* Work task *
Present an exact copy of each line below.

[Opening Material for this task section]

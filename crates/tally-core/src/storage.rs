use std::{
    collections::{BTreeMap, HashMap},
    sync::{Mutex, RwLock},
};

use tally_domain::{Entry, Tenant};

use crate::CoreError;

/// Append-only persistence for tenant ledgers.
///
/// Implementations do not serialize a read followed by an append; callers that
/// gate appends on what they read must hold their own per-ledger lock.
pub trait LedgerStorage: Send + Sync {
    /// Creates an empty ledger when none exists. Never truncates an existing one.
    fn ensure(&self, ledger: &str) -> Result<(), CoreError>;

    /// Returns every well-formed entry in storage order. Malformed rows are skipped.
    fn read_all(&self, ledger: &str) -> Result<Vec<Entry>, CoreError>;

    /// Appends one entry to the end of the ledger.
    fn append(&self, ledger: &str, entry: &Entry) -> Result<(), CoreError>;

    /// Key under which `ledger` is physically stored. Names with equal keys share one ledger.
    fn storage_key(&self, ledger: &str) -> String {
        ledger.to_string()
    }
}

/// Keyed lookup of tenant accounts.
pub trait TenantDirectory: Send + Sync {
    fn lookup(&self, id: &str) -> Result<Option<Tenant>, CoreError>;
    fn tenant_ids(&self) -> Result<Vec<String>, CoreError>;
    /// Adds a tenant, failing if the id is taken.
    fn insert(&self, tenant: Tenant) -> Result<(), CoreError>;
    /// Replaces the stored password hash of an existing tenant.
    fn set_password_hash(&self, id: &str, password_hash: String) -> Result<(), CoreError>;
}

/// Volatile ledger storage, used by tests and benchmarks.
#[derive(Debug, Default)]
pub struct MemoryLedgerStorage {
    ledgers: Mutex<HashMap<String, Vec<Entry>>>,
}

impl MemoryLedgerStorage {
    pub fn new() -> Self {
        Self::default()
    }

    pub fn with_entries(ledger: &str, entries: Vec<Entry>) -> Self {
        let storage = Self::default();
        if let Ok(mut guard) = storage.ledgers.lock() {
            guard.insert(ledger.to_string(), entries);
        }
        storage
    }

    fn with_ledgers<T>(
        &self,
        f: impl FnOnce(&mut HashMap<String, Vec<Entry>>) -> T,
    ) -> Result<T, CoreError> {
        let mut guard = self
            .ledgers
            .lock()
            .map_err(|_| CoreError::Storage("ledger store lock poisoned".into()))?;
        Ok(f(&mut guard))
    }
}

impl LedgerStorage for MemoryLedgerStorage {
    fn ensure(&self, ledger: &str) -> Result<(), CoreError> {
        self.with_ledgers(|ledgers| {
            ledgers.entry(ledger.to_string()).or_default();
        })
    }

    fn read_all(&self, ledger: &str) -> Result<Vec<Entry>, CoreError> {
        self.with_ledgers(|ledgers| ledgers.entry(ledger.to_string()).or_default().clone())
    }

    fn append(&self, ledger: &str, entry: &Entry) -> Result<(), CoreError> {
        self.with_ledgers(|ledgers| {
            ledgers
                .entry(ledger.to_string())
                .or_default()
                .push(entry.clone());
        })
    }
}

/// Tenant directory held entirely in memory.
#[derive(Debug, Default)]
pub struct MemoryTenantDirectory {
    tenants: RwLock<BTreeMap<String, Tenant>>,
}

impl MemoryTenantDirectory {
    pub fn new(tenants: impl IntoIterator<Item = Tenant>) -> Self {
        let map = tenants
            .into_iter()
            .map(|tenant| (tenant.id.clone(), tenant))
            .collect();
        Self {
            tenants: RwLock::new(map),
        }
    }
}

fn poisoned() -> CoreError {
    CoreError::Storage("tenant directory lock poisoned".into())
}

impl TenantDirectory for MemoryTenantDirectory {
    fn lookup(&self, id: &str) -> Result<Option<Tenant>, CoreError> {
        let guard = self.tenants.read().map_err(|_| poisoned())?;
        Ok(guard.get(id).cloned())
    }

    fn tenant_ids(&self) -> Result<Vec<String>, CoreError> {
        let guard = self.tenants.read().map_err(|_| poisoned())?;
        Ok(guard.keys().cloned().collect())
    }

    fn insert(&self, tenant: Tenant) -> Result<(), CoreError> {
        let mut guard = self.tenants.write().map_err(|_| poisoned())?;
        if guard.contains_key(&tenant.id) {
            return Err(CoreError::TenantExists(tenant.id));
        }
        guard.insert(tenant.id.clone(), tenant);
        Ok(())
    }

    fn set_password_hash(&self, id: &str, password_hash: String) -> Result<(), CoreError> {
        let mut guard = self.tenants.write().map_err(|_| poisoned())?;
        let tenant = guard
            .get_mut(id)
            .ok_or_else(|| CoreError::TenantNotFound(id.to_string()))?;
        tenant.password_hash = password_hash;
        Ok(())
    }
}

[Closing Material for this task section]

* Solved problem *
filename crates/tally-core/src/storage.rs
use std::{
    collections::{BTreeMap, HashMap},
    sync::{Mutex, RwLock},
};

use tally_domain::{Entry, Tenant};

use crate::CoreError;

/// Append-only persistence for tenant ledgers.
///
/// Implementations do not serialize a read followed by an append; callers that
/// gate appends on what they read must hold their own per-ledger lock.
pub trait LedgerStorage: Send + Sync {
    /// Creates an empty ledger when none exists. Never truncates an existing one.
    fn ensure(&self, ledger: &str) -> Result<(), CoreError>;

    /// Returns every well-formed entry in storage order. Malformed rows are skipped.
    fn read_all(&self, ledger: &str) -> Result<Vec<Entry>, CoreError>;

    /// Appends one entry to the end of the ledger.
    fn append(&self, ledger: &str, entry: &Entry) -> Result<(), CoreError>;

    /// Key under which `ledger` is physically stored. Names with equal keys share one ledger.
    fn storage_key(&self, ledger: &str) -> String {
        ledger.to_string()
    }
}

/// Keyed lookup of tenant accounts.
pub trait TenantDirectory: Send + Sync {
    fn lookup(&self, id: &str) -> Result<Option<Tenant>, CoreError>;
    fn tenant_ids(&self) -> Result<Vec<String>, CoreError>;
    /// Adds a tenant, failing if the id is taken.
    fn insert(&self, tenant: Tenant) -> Result<(), CoreError>;
    /// Replaces the stored password hash of an existing tenant.
    fn set_password_hash(&self, id: &str, password_hash: String) -> Result<(), CoreError>;
}

/// Volatile ledger storage, used by tests and benchmarks.
#[derive(Debug, Default)]
pub struct MemoryLedgerStorage {
    ledgers: Mutex<HashMap<String, Vec<Entry>>>,
}

impl MemoryLedgerStorage {
    pub fn new() -> Self {
        Self::default()
    }

    pub fn with_entries(ledger: &str, entries: Vec<Entry>) -> Self {
        let storage = Self::default();
        if let Ok(mut guard) = storage.ledgers.lock() {
            guard.insert(ledger.to_string(), entries);
        }
        storage
    }

    fn with_ledgers<T>(
        &self,
        f: impl FnOnce(&mut HashMap<String, Vec<Entry>>) -> T,
    ) -> Result<T, CoreError> {
        let mut guard = self
            .ledgers
            .lock()
            .map_err(|_| CoreError::Storage("ledger store lock poisoned".into()))?;
        Ok(f(&mut guard))
    }
}

impl LedgerStorage for MemoryLedgerStorage {
    fn ensure(&self, ledger: &str) -> Result<(), CoreError> {
        self.with_ledgers(|ledgers| {
            ledgers.entry(ledger.to_string()).or_default();
        })
    }

    fn read_all(&self, ledger: &str) -> Result<Vec<Entry>, CoreError> {
        self.with_ledgers(|ledgers| ledgers.entry(ledger.to_string()).or_default().clone())
    }

    fn append(&self, ledger: &str, entry: &Entry) -> Result<(), CoreError> {
        self.with_ledgers(|ledgers| {
            ledgers
                .entry(ledger.to_string())
                .or_default()
                .push(entry.clone());
        })
    }
}

/// Tenant directory held entirely in memory.
#[derive(Debug, Default)]
pub struct MemoryTenantDirectory {
    tenants: RwLock<BTreeMap<String, Tenant>>,
}

impl MemoryTenantDirectory {
    pub fn new(tenants: impl IntoIterator<Item = Tenant>) -> Self {
        let map = tenants
            .into_iter()
            .map(|tenant| (tenant.id.clone(), tenant))
            .collect();
        Self {
            tenants: RwLock::new(map),
        }
    }
}

fn poisoned() -> CoreError {
    CoreError::Storage("tenant directory lock poisoned".into())
}

impl TenantDirectory for MemoryTenantDirectory {
    fn lookup(&self, id: &str) -> Result<Option<Tenant>, CoreError> {
        let guard = self.tenants.read().map_err(|_| poisoned())?;
        Ok(guard.get(id).cloned())
    }

    fn tenant_ids(&self) -> Result<Vec<String>, CoreError> {
        let guard = self.tenants.read().map_err(|_| poisoned())?;
        Ok(guard.keys().cloned().collect())
    }

    fn insert(&self, tenant: Tenant) -> Result<(), CoreError> {
        let mut guard = self.tenants.write().map_err(|_| poisoned())?;
        if guard.contains_key(&tenant.id) {
            return Err(CoreError::TenantExists(tenant.id));
        }
        guard.insert(tenant.id.clone(), tenant);
        Ok(())
    }

    fn set_password_hash(&self, id: &str, password_hash: String) -> Result<(), CoreError> {
        let mut guard = self.tenants.write().map_err(|_| poisoned())?;
        let tenant = guard
            .get_mut(id)
            .ok_or_else(|| CoreError::TenantNotFound(id.to_string()))?;
        tenant.password_hash = password_hash;
        Ok(())
    }
}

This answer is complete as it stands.